◆ Aim of the exercise: Say how many lines in the data hold "method". Nothing else belongs in the answer.

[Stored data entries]
*** Begin section ***

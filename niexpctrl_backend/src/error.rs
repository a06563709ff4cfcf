//! Errors of the streaming layer.
use nicompiler_backend::NiCompError;
use thiserror::Error;

/// Failure reported by a [`StreamSink`](crate::sink::StreamSink).
#[derive(Debug, Clone, PartialEq, Error)]
#[error("{msg}")]
pub struct SinkError {
    pub msg: String,
}

impl SinkError {
    pub fn new(msg: impl Into<String>) -> Self {
        Self { msg: msg.into() }
    }
}

#[derive(Debug, Clone, PartialEq, Error)]
pub enum StreamError {
    #[error("a stream is already in flight")]
    Busy,
    #[error("stream cancelled")]
    Cancelled,
    #[error("stream did not finish within the requested timeout")]
    Timeout,
    #[error("experiment has no compiled device, compile before streaming")]
    NotCompiled,
    #[error("invalid stream configuration: {0}")]
    InvalidCfg(String),
    /// `chan` is `None` when the sink failed to start or stop the whole card
    #[error("sink failed on card {card}, channel {}: {source}", .chan.as_deref().unwrap_or("<all>"))]
    Sink {
        card: String,
        chan: Option<String>,
        #[source]
        source: SinkError,
    },
    #[error("worker error: {0}")]
    Worker(String),
    #[error(transparent)]
    Compile(#[from] NiCompError),
}

impl From<crossbeam::channel::RecvError> for StreamError {
    fn from(_value: crossbeam::channel::RecvError) -> Self {
        Self::Worker("worker encountered RecvError".to_string())
    }
}

impl<T> From<crossbeam::channel::SendError<T>> for StreamError {
    fn from(_value: crossbeam::channel::SendError<T>) -> Self {
        Self::Worker("worker encountered SendError".to_string())
    }
}

#[cfg(feature = "python")]
impl From<StreamError> for pyo3::PyErr {
    fn from(err: StreamError) -> Self {
        pyo3::exceptions::PyRuntimeError::new_err(err.to_string())
    }
}
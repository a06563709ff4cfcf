use nicompiler_backend::*;

fn main() -> nicompiler_backend::error::Result<()> {
    env_logger::init();

    let mut exp = Experiment::new();
    exp.add_do_device("PXI1Slot6", 1e6)?;
    exp.add_do_channel("PXI1Slot6", 0, 0, 0.)?;
    exp.add_do_channel("PXI1Slot6", 0, 4, 0.)?;
    exp.high("PXI1Slot6", "port0/line0", 1e-6, 4e-6)?;
    exp.high("PXI1Slot6", "port0/line4", 2e-6, 5e-6)?;
    exp.compile(Some(10e-6))?;
    println!(
        "{:?}",
        exp.device_calc_signal_nsamps("PXI1Slot6", 0, 10, 10, true, false)?
    );
    Ok(())
}
//! Streaming control of experiments compiled with [`nicompiler_backend`].
//!
//! The streaming [`Experiment`] re-exposes the whole [`nicompiler_backend::BaseExperiment`] API and adds
//! [`Experiment::stream_exp`] / [`Experiment::stream_exp_bg`], which push compiled signals onto a
//! [`StreamSink`] from one worker thread per device.
pub mod device;
pub mod error;
pub mod experiment;
pub mod sink;
pub mod utils;
pub mod worker_cmd_chan;

pub use crate::device::StreamableDevice;
pub use crate::error::{SinkError, StreamError};
pub use crate::experiment::{Experiment, StreamCfg, StreamHandle};
pub use crate::sink::{LogSink, MemorySink, SinkWrite, StreamSink};
pub use crate::utils::CancelToken;
pub use nicompiler_backend::{
    BaseChannel, BaseDevice, BaseExperiment, CompileError, Device, NiCompError, TaskType,
};

#[cfg(feature = "python")]
#[pyo3::pymodule]
fn niexpctrl_backend(_py: pyo3::Python, m: &pyo3::types::PyModule) -> pyo3::PyResult<()> {
    m.add_class::<Experiment>()?;
    Ok(())
}
//! Error types of the compiler.
//!
//! Every failure is reported through one of the category enums below and carries enough
//! identity (device name, channel name, tick position) to pinpoint the offending edit.
//! Errors abort only the call that produced them: a failed edit leaves the timeline as it
//! was, and a failed compile leaves the previously published compile cache intact.
//!
//! [`NiCompError`] wraps all categories so that the experiment-level API can return a
//! single [`Result`] type.
use thiserror::Error;

/// Errors raised while adding instructions to a channel timeline.
#[derive(Debug, Clone, PartialEq, Error)]
pub enum EditError {
    #[error("channel {chan}: instruction {new} overlaps with existing instruction {existing}")]
    Overlap {
        chan: String,
        new: String,
        existing: String,
    },
    #[error("channel {chan}: instruction interval {start_pos}..{end_pos} is empty (shorter than one clock tick)")]
    InvalidInterval {
        chan: String,
        start_pos: usize,
        end_pos: usize,
    },
    #[error("channel {chan}: invalid time argument {what} = {value}")]
    InvalidTime {
        chan: String,
        what: &'static str,
        value: f64,
    },
    #[error("instruction type {instr_type} requires argument `{key}`")]
    MissingArg { instr_type: String, key: String },
    #[error("{target}: reset position {reset_pos} is below the last instruction end position {last_end_pos}")]
    ResetTooEarly {
        target: String,
        reset_pos: usize,
        last_end_pos: usize,
    },
}

/// Errors raised while registering or looking up devices and channels.
#[derive(Debug, Clone, PartialEq, Error)]
pub enum RegistryError {
    #[error("device {name} already registered")]
    DuplicateDevice { name: String },
    #[error("device {dev} already has channel {chan}")]
    DuplicateChannel { dev: String, chan: String },
    #[error("there is no device {name} registered. Registered devices are {registered:?}")]
    UnknownDevice {
        name: String,
        registered: Vec<String>,
    },
    #[error("device {dev} does not have channel {chan}. Registered channels are {registered:?}")]
    UnknownChannel {
        dev: String,
        chan: String,
        registered: Vec<String>,
    },
    #[error("expecting channels of format '{expected}' yet received channel name {name}")]
    InvalidChannelName { name: String, expected: String },
    #[error("device {dev} has task type {actual}, operation requires {expected}")]
    TaskTypeMismatch {
        dev: String,
        expected: String,
        actual: String,
    },
    #[error("channel {chan}: default value {value} is not allowed (digital lines accept 0 or 1)")]
    InvalidDefaultValue { chan: String, value: f64 },
    #[error("device {name}: sampling rate {samp_rate} must be positive and finite")]
    InvalidSampRate { name: String, samp_rate: f64 },
}

/// Errors raised by the synchronisation configuration of devices.
#[derive(Debug, Clone, PartialEq, Error)]
pub enum ConfigError {
    #[error("device {dev} needs to explicitly acknowledge exporting 10MHz clk by setting ref_clk_rate=1e7 (got {rate})")]
    RefClkRate { dev: String, rate: f64 },
    #[error("only one device may export the start trigger, found exporters {exporters:?}")]
    MultipleTrigExporters { exporters: Vec<String> },
    #[error("devices {importers:?} import a start trigger but no device exports one")]
    MissingTrigExporter { importers: Vec<String> },
}

/// Errors raised during compilation. A failed compile publishes nothing.
#[derive(Debug, Clone, PartialEq, Error)]
pub enum CompileError {
    #[error("attempting to compile channel {chan} with no instructions")]
    EmptyTimeline { chan: String },
    #[error("{target}: stop position {requested} is below the last instruction end position {required}")]
    StopTimeTooShort {
        target: String,
        requested: usize,
        required: usize,
    },
    #[error("channel {chan}: instruction index {idx} is out of range for instr_end of length {len}")]
    IndexMismatch { chan: String, idx: usize, len: usize },
    #[error("channels of device {dev} have unequal compiled lengths: {samps:?}")]
    UnequalLengths {
        dev: String,
        samps: Vec<(String, usize)>,
    },
    #[error("a stream is in flight, the compile cache is locked")]
    Busy,
}

/// Errors raised when sampling compiled signals.
#[derive(Debug, Clone, PartialEq, Error)]
pub enum SignalError {
    #[error("attempting to calculate signal on not-compiled channel {chan}")]
    NotCompiled { chan: String },
    #[error("{target}: invalid sampling interval {start_pos}..{end_pos}")]
    InvalidInterval {
        target: String,
        start_pos: usize,
        end_pos: usize,
    },
    #[error("channel {chan}: interval end {end_pos} exceeds compiled length {total_samps}")]
    OutOfRange {
        chan: String,
        end_pos: usize,
        total_samps: usize,
    },
    #[error("{target}: buffer has shape {actual:?}, expected {expected:?}")]
    BufferShape {
        target: String,
        expected: (usize, usize),
        actual: (usize, usize),
    },
    #[error("device {dev} has no compiled channel with streamable={require_streamable}, editable={require_editable}")]
    NoChannels {
        dev: String,
        require_streamable: bool,
        require_editable: bool,
    },
}

/// Top-level error of the crate.
#[derive(Debug, Clone, PartialEq, Error)]
pub enum NiCompError {
    #[error(transparent)]
    Edit(#[from] EditError),
    #[error(transparent)]
    Registry(#[from] RegistryError),
    #[error(transparent)]
    Config(#[from] ConfigError),
    #[error(transparent)]
    Compile(#[from] CompileError),
    #[error(transparent)]
    Signal(#[from] SignalError),
}

pub type Result<T> = std::result::Result<T, NiCompError>;

#[cfg(feature = "python")]
impl From<NiCompError> for pyo3::PyErr {
    fn from(err: NiCompError) -> Self {
        pyo3::exceptions::PyValueError::new_err(err.to_string())
    }
}
/// Struct for a general instruction, consisting of type and arguments.
///
/// Different instruction types expects different fields in their argument dictionary.
/// Minimally expected keys are checked in `Instruction::new`, behavior of
/// default values is defined in `Instruction::eval_inplace`.
///
/// ## Implemented instruction types and their expected fields:
/// 1. `InstrType::CONST`:
///    - `value`
/// 2. `InstrType::SINE`:
///    - `freq`
///    - `amplitude`: Default is `1.0`
///    - `offset`: Default is `0.0`
///    - `phase`: Default is `0.0`
/// 3. `InstrType::LINRAMP`:
///    - `start_val`, `end_val`: values at `start_time` and `end_time`
///    - `start_time`, `end_time`: in seconds, the ramp is linear in between
///
#[derive(Clone, Debug, PartialEq)]
pub struct Instruction {
    instr_type: InstrType,
    args: InstrArgs,
}
impl Instruction {
    /// Constructs an `Instruction` object.
    ///
    /// This method serves as the foundational constructor upon which custom constructor
    /// wrappers for new instructions should be built. For each instruction type,
    /// it ensures that the `args` dictionary contains the required keys.
    ///
    /// # Examples
    ///
    /// Constructing a new `CONST` instruction
    /// (this is effectively the underlying implementation for [`Instruction::new_const`],
    /// the more convenient constructor):
    ///
    /// ```
    /// use nicompiler_backend::instruction::*;
    ///
    /// let mut const_args = InstrArgs::new();
    /// const_args.insert("value".to_string(), 1.0);
    /// let const_instr = Instruction::new(InstrType::CONST, const_args).unwrap();
    /// ```
    ///
    /// Missing required argument fields are reported as [`EditError::MissingArg`]:
    ///
    /// ```
    /// # use nicompiler_backend::instruction::*;
    /// # use nicompiler_backend::error::EditError;
    /// let err = Instruction::new(InstrType::CONST, InstrArgs::new()).unwrap_err();
    /// assert!(matches!(err, EditError::MissingArg { .. }));
    /// ```
    pub fn new(instr_type: InstrType, args: InstrArgs) -> Result<Self, EditError> {
        let required: &[&str] = match instr_type {
            InstrType::CONST => &["value"],
            InstrType::SINE => &["freq"],
            InstrType::LINRAMP => &["start_val", "end_val", "start_time", "end_time"],
        };
        if let Some(key) = required.iter().find(|key| !args.contains_key(**key)) {
            return Err(EditError::MissingArg {
                instr_type: instr_type.to_string(),
                key: key.to_string(),
            });
        }
        Ok(Instruction { instr_type, args })
    }

    pub fn instr_type(&self) -> InstrType {
        self.instr_type
    }

    pub fn args(&self) -> &InstrArgs {
        &self.args
    }

    // Keys checked by `new` are always present; optional keys fall back to `default`
    fn arg_or(&self, key: &str, default: f64) -> f64 {
        self.args.get(key).copied().unwrap_or(default)
    }

    /// Returns `Some(value)` for `CONST` instructions, `None` otherwise.
    pub fn const_value(&self) -> Option<f64> {
        match self.instr_type {
            InstrType::CONST => Some(self.arg_or("value", 0.0)),
            _ => None,
        }
    }

    /// Evaluates the instruction and populates the given array view with float-point values.
    ///
    /// This method takes a mutable array view (`t_arr`) holding time values in seconds and
    /// replaces them in-place based on the instruction type and its arguments.
    ///
    /// - For `InstrType::CONST`, the array will be filled with the constant value specified by the `value` argument.
    /// - For `InstrType::SINE`, a sinusoidal waveform is generated using the arguments `freq`, `amplitude`, `offset`, and `phase`.
    /// - For `InstrType::LINRAMP`, values are interpolated linearly between `(start_time, start_val)` and `(end_time, end_val)`.
    ///
    /// # Examples
    ///
    /// ```
    /// use ndarray::Array1;
    /// use nicompiler_backend::instruction::*;
    ///
    /// let t_row = Array1::linspace(0.0, 1.0, 10);
    /// let mut t_values = ndarray::stack(ndarray::Axis(0), &[t_row.view(), t_row.view()]).unwrap();
    /// let const_instr = Instruction::new_const(1.0);
    /// const_instr.eval_inplace(&mut t_values.row_mut(0));
    ///
    /// let sine_instr = Instruction::new_sine(10.0, None, None, Some(1.0));
    /// sine_instr.eval_inplace(&mut t_values.row_mut(1));
    /// assert!(t_values[[0, 0]] == 1. && t_values[[0, 1]] == 1.);
    /// assert!((t_values[[1, 0]] - 1.).abs() < 1e-12);
    /// ```
    pub fn eval_inplace(&self, t_arr: &mut ndarray::ArrayViewMut1<f64>) {
        match self.instr_type {
            InstrType::CONST => {
                t_arr.fill(self.arg_or("value", 0.0));
            }
            InstrType::SINE => {
                let freq = self.arg_or("freq", 0.0);
                let amplitude = self.arg_or("amplitude", 1.0);
                let offset = self.arg_or("offset", 0.0);
                let phase = self.arg_or("phase", 0.0);

                t_arr.map_inplace(|t| {
                    *t = (2.0 * PI * freq * (*t) + phase).sin() * amplitude + offset
                });
            }
            InstrType::LINRAMP => {
                let start_val = self.arg_or("start_val", 0.0);
                let end_val = self.arg_or("end_val", 0.0);
                let t_start = self.arg_or("start_time", 0.0);
                let t_end = self.arg_or("end_time", 0.0);

                if t_end == t_start {
                    // Single-tick ramp
                    t_arr.fill(end_val);
                } else {
                    t_arr.map_inplace(|t| {
                        *t = (*t - t_start) * (end_val - start_val) / (t_end - t_start) + start_val
                    });
                }
            }
        }
    }

    /// Evaluate function at a single time point
    pub fn eval_point(&self, t: f64) -> f64 {
        let mut t_arr = array![t];
        self.eval_inplace(&mut t_arr.view_mut());
        t_arr[0]
    }

    /// Wrapper for conveniently creating new constant instructions.
    /// ```
    /// # use nicompiler_backend::instruction::*;
    /// let const_instr = Instruction::new_const(1.0);
    /// assert_eq!(const_instr.const_value(), Some(1.0));
    /// ```
    pub fn new_const(value: f64) -> Instruction {
        let mut args = InstrArgs::new();
        args.insert(String::from("value"), value);
        Instruction {
            instr_type: InstrType::CONST,
            args,
        }
    }

    /// Wrapper for conveniently creating new linear ramp instructions.
    /// `start_val` is the value at `start_time` and `end_val` the value at `end_time`.
    pub fn new_linramp(start_val: f64, end_val: f64, start_time: f64, end_time: f64) -> Instruction {
        let mut args = InstrArgs::new();
        args.insert(String::from("start_val"), start_val);
        args.insert(String::from("end_val"), end_val);
        args.insert(String::from("start_time"), start_time);
        args.insert(String::from("end_time"), end_time);
        Instruction {
            instr_type: InstrType::LINRAMP,
            args,
        }
    }

    /// Constructs a new sine instruction with provided parameters.
    ///
    /// Allows for convenient creation of sine instructions by specifying the frequency and optionally, amplitude,
    /// phase, and DC offset. Unspecified parameters will not be included in the instruction's argument dictionary,
    /// so the defaults of [`Instruction::eval_inplace`] apply.
    ///
    /// # Arguments
    ///
    /// - `freq`: The frequency of the sine wave.
    /// - `amplitude`: Optional amplitude of the sine wave.
    /// - `phase`: Optional phase offset of the sine wave in radians.
    /// - `dc_offset`: Optional DC offset for the sine wave.
    ///
    /// ```
    /// # use nicompiler_backend::instruction::*;
    /// let sine_instr = Instruction::new_sine(10.0, None, None, Some(1.0));
    /// assert_eq!(sine_instr.args().get("offset"), Some(&1.0));
    /// assert!(sine_instr.args().get("amplitude").is_none());
    /// ```
    pub fn new_sine(
        freq: f64,
        amplitude: Option<f64>,
        phase: Option<f64>,
        dc_offset: Option<f64>,
    ) -> Instruction {
        let mut args = InstrArgs::new();
        args.insert(String::from("freq"), freq);
        // For each optional argument, if specified, insert into dictionary
        [
            ("amplitude", amplitude),
            ("phase", phase),
            ("offset", dc_offset),
        ]
        .iter()
        .for_each(|(key, opt_value)| {
            if let Some(value) = *opt_value {
                args.insert(key.to_string(), value);
            }
        });
        Instruction {
            instr_type: InstrType::SINE,
            args,
        }
    }
}
impl fmt::Display for Instruction {
    fn fmt(&self, f: &mut fmt::Formatter) -> fmt::Result {
        let args_string = self
            .args
            .iter()
            .map(|(k, v)| format!("{}: {}", k, v))
            .collect::<Vec<String>>()
            .join(", ");
        write!(f, "[{}, {{{}}}]", self.instr_type, args_string)
    }
}
use std::cmp::min;
use std::sync::atomic::{AtomicBool, Ordering};
use std::sync::Arc;

use crate::error::StreamError;

/// Splits `0..end_pos` into consecutive chunks of at most `interval` samples.
///
/// ```
/// use niexpctrl_backend::utils::StreamCounter;
///
/// let mut counter = StreamCounter::new(10, 4);
/// assert_eq!(counter.tick_next(), Some((0, 4)));
/// assert_eq!(counter.tick_next(), Some((4, 8)));
/// assert_eq!(counter.tick_next(), Some((8, 10)));
/// assert_eq!(counter.tick_next(), None);
/// counter.reset();
/// assert_eq!(counter.tick_next(), Some((0, 4)));
/// ```
#[derive(Clone, Debug)]
pub struct StreamCounter {
    pos: usize,
    end_pos: usize,
    interval: usize,
}

impl StreamCounter {
    /// A zero `interval` is treated as one sample.
    pub fn new(end_pos: usize, interval: usize) -> Self {
        Self {
            pos: 0,
            end_pos,
            interval: interval.max(1),
        }
    }

    pub fn pos(&self) -> usize {
        self.pos
    }

    /// Returns the next `(start_pos, end_pos)` chunk, or `None` once the end is reached.
    pub fn tick_next(&mut self) -> Option<(usize, usize)> {
        if self.pos >= self.end_pos {
            return None;
        }
        let start_pos = self.pos;
        self.pos = min(start_pos + self.interval, self.end_pos);
        Some((start_pos, self.pos))
    }

    /// Rewinds to the beginning of the sequence
    pub fn reset(&mut self) {
        self.pos = 0;
    }
}

/// Cooperative cancellation flag shared between a stream and its controller.
///
/// Workers check the token before every buffer write, so a cancelled stream stops at the
/// next chunk boundary.
#[derive(Clone, Debug, Default)]
pub struct CancelToken {
    flag: Arc<AtomicBool>,
}

impl CancelToken {
    pub fn new() -> Self {
        Self::default()
    }

    pub fn cancel(&self) {
        self.flag.store(true, Ordering::SeqCst);
    }

    pub fn is_cancelled(&self) -> bool {
        self.flag.load(Ordering::SeqCst)
    }

    /// `Err(StreamError::Cancelled)` once cancelled
    pub fn check(&self) -> Result<(), StreamError> {
        if self.is_cancelled() {
            return Err(StreamError::Cancelled);
        }
        Ok(())
    }
}

/// Holds the busy flag of an experiment for as long as it lives.
#[derive(Debug)]
pub struct BusyGuard {
    flag: Arc<AtomicBool>,
}

impl BusyGuard {
    /// Raises `flag`, failing with [`StreamError::Busy`] if it is already raised.
    pub fn acquire(flag: &Arc<AtomicBool>) -> Result<Self, StreamError> {
        flag.compare_exchange(false, true, Ordering::SeqCst, Ordering::SeqCst)
            .map_err(|_| StreamError::Busy)?;
        Ok(Self { flag: flag.clone() })
    }
}

impl Drop for BusyGuard {
    fn drop(&mut self) {
        self.flag.store(false, Ordering::SeqCst);
    }
}

#[cfg(test)]
mod test {
    use super::*;
    use proptest::prelude::*;

    proptest! {
        #[test]
        fn chunks_tile_the_sequence(end_pos in 0usize..500, interval in 0usize..50) {
            let mut counter = StreamCounter::new(end_pos, interval);
            let mut expected_start = 0;
            while let Some((start, end)) = counter.tick_next() {
                prop_assert_eq!(start, expected_start);
                prop_assert!(end > start);
                prop_assert!(end - start <= interval.max(1));
                expected_start = end;
            }
            prop_assert_eq!(expected_start, end_pos);
        }
    }

    #[test]
    fn busy_guard_is_exclusive() {
        let flag = Arc::new(AtomicBool::new(false));
        let guard = BusyGuard::acquire(&flag).unwrap();
        assert_eq!(BusyGuard::acquire(&flag).unwrap_err(), StreamError::Busy);
        drop(guard);
        assert!(!flag.load(Ordering::SeqCst));
        assert!(BusyGuard::acquire(&flag).is_ok());
    }

    #[test]
    fn cancel_token_is_shared() {
        let token = CancelToken::new();
        let clone = token.clone();
        assert!(token.check().is_ok());
        clone.cancel();
        assert_eq!(token.check(), Err(StreamError::Cancelled));
    }
}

*** End section ***

◆ Response: 2